510(k) Data Aggregation

    K Number
    K012726
    Device Name
    PROSAFE SAFETY SYRINGE
    Manufacturer
    HOU-SE MEDICAL INC
    Date Cleared
    2001-10-18

    (64 days)

    Product Code
    MEG
    Regulation Number
    880.5860
    Type
    Traditional
    Panel
    General Hospital
    Reference & Predicate Devices
    N/A
    Predicate For
    K022063,K031830,K052397
    AI/MLSaMDIVD (In Vitro Diagnostic)TherapeuticDiagnosticis PCCP AuthorizedThirdpartyExpeditedreview
    Intended Use

    A properly placed syringe provides access to a vein or tissue for fluid sampling or infusion. The safety syringe is designed for single use and has a needlestick protection feature. The risk of accidental needlesticks is reduced by a needle retraction system which is activated after the infusion procedure is completed.

    Device Description

    The SafePro* Safety Syringe consists of a syringe assembly and a needle assembly. The device has a built-in safety feature to reduce the risk of accidental needlestick injuries.

    AI/ML Overview

    Here's a summary of the acceptance criteria and study details for the SafePro* Safety Syringe, based on the provided document:

    Acceptance Criteria and Device Performance

    Acceptance CriteriaReported Device Performance
    Material Safety and BiocompatibilityMeets ISO 10993-1 and US FDA G-95 requirements.
    Risk Reduction of Accidental Needlestick Injuries0 sharps injuries or failure of the safety mechanism observed in the simulated use study.
    Functional and Performance Aspects (Customer Requirements)Positive responses from Evaluators, indicating the device meets customer requirements.

    Study Details

    1. Sample Size used for the test set and the data provenance:

      • Sample Size: 500 SafePro* Safety Syringes were evaluated by 50 participants. (Note: The document does not specify a separate "test set" from a "training set" in the context of typical AI/machine learning studies.
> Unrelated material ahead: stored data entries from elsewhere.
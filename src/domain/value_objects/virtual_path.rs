//! Virtual Path Value Object
//!
//! A source identifier in the rooted, application-relative convention:
//! - `~/js/app.js` or `/js/app.js`
//! - No traversal (`..`) and no empty or `.` segments
//! - Forward slashes only

use std::fmt;
use std::path::{Path, PathBuf};
use std::str::FromStr;

/// Why a path was rejected
#[derive(Debug, Clone, Copy, PartialEq, Eq)]
pub enum PathFormatReason {
    /// Path is empty
    Empty,
    /// Path does not start with `~/` or `/`
    NotRooted,
    /// Path names the root itself, not a file below it
    RootOnly,
    /// Path contains traversal components (..)
    Traversal,
    /// Path contains an empty or `.` segment
    InvalidSegment,
    /// Path contains a backslash or NUL byte
    InvalidCharacter,
}

impl fmt::Display for PathFormatReason {
    fn fmt(&self, f: &mut fmt::Formatter<'_>) -> fmt::Result {
        let reason = match self {
            PathFormatReason::Empty => "path is empty",
            PathFormatReason::NotRooted => "path is not rooted",
            PathFormatReason::RootOnly => "path names no file",
            PathFormatReason::Traversal => "path contains '..'",
            PathFormatReason::InvalidSegment => "path contains an empty or '.' segment",
            PathFormatReason::InvalidCharacter => "path contains '\\' or NUL",
        };
        f.write_str(reason)
    }
}

/// A source path that violates the rooted virtual path convention
#[derive(Debug, Clone, PartialEq, Eq)]
pub struct PathFormatError {
    path: String,
    reason: PathFormatReason,
}

impl PathFormatError {
    /// Create an error for a path that is not rooted
    pub fn new(path: impl Into<String>) -> Self {
        Self::with_reason(path, PathFormatReason::NotRooted)
    }

    pub fn with_reason(path: impl Into<String>, reason: PathFormatReason) -> Self {
        Self {
            path: path.into(),
            reason,
        }
    }

    /// The offending path as given
    pub fn path(&self) -> &str {
        &self.path
    }

    pub fn reason(&self) -> PathFormatReason {
        self.reason
    }
}

impl fmt::Display for PathFormatError {
    fn fmt(&self, f: &mut fmt::Formatter<'_>) -> fmt::Result {
        write!(
            f,
            "script and stylesheet paths must be rooted virtual paths prefixed with '~/' or '/' ({}) [{}]",
            self.reason, self.path
        )
    }
}

impl std::error::Error for PathFormatError {}

/// A validated rooted virtual path
///
/// Keeps the path exactly as written (for markers and diagnostics) plus the
/// root-relative remainder used for resolution.
#[derive(Debug, Clone, PartialEq, Eq, Hash)]
pub struct VirtualPath {
    raw: String,
    relative_start: usize,
}

impl VirtualPath {
    /// Validate and wrap a rooted virtual path
    pub fn parse(path: &str) -> Result<Self, PathFormatError> {
        let fail = |reason| Err(PathFormatError::with_reason(path, reason));

        if path.is_empty() {
            return fail(PathFormatReason::Empty);
        }

        if path.contains(['\\', '\0']) {
            return fail(PathFormatReason::InvalidCharacter);
        }

        let relative_start = if path.starts_with("~/") {
            2
        } else if path.starts_with('/') {
            1
        } else if path == "~" {
            return fail(PathFormatReason::RootOnly);
        } else {
            return fail(PathFormatReason::NotRooted);
        };

        let relative = &path[relative_start..];
        if relative.is_empty() {
            return fail(PathFormatReason::RootOnly);
        }

        for segment in relative.split('/') {
            match segment {
                ".." => return fail(PathFormatReason::Traversal),
                "" | "." => return fail(PathFormatReason::InvalidSegment),
                _ => {}
            }
        }

        Ok(Self {
            raw: path.to_string(),
            relative_start,
        })
    }

    /// The path as written in the package definition
    pub fn as_str(&self) -> &str {
        &self.raw
    }

    /// The root-relative remainder, e.g. `js/app.js` for `~/js/app.js`
    pub fn relative(&self) -> &str {
        &self.raw[self.relative_start..]
    }

    /// Segments of the root-relative remainder
    pub fn segments(&self) -> impl Iterator<Item = &str> {
        self.relative().split('/')
    }

    /// Map onto a physical directory, one path component per segment
    pub fn to_path_under(&self, root: &Path) -> PathBuf {
        let mut path = root.to_path_buf();
        for segment in self.segments() {
            path.push(segment);
        }
        path
    }
}

impl fmt::Display for VirtualPath {
    fn fmt(&self, f: &mut fmt::Formatter<'_>) -> fmt::Result {
        f.write_str(&self.raw)
    }
}

impl FromStr for VirtualPath {
    type Err = PathFormatError;

    fn from_str(s: &str) -> Result<Self, Self::Err> {
        Self::parse(s)
    }
}

impl TryFrom<&str> for VirtualPath {
    type Error = PathFormatError;

    fn try_from(s: &str) -> Result<Self, Self::Error> {
        Self::parse(s)
    }
}

impl AsRef<str> for VirtualPath {
    fn as_ref(&self) -> &str {
        &self.raw
    }
}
This appears to be a performance validation study for a medical device).
      • Data Provenance: Not explicitly stated, however, the study involved "participants" evaluating the syringes, implying prospective human use simulation. No country of origin for the participants is mentioned.

    2. Number of experts used to establish the ground truth for the test set and the qualifications of those experts:

      • Not applicable in the context of this device study. This was a simulated use study with direct observation of safety mechanism function and user feedback, not an expert-driven ground truth establishment for a diagnostic output. The "evaluators" (50 participants) provided feedback, but weren't "experts establishing ground truth."

    3. Adjudication method for the test set:

      • Not applicable. The study involved direct observation of safety mechanism function and collection of user feedback. There is no mention of a process requiring adjudication among multiple observers for a single outcome.

    4. If a multi-reader multi-case (MRMC) comparative effectiveness study was done, If so, what was the effect size of how much human readers improve with AI vs without AI assistance:

      • Not applicable. This is a physical medical device, not an AI or diagnostic imaging system. No human reader involvement in a diagnostic task is described.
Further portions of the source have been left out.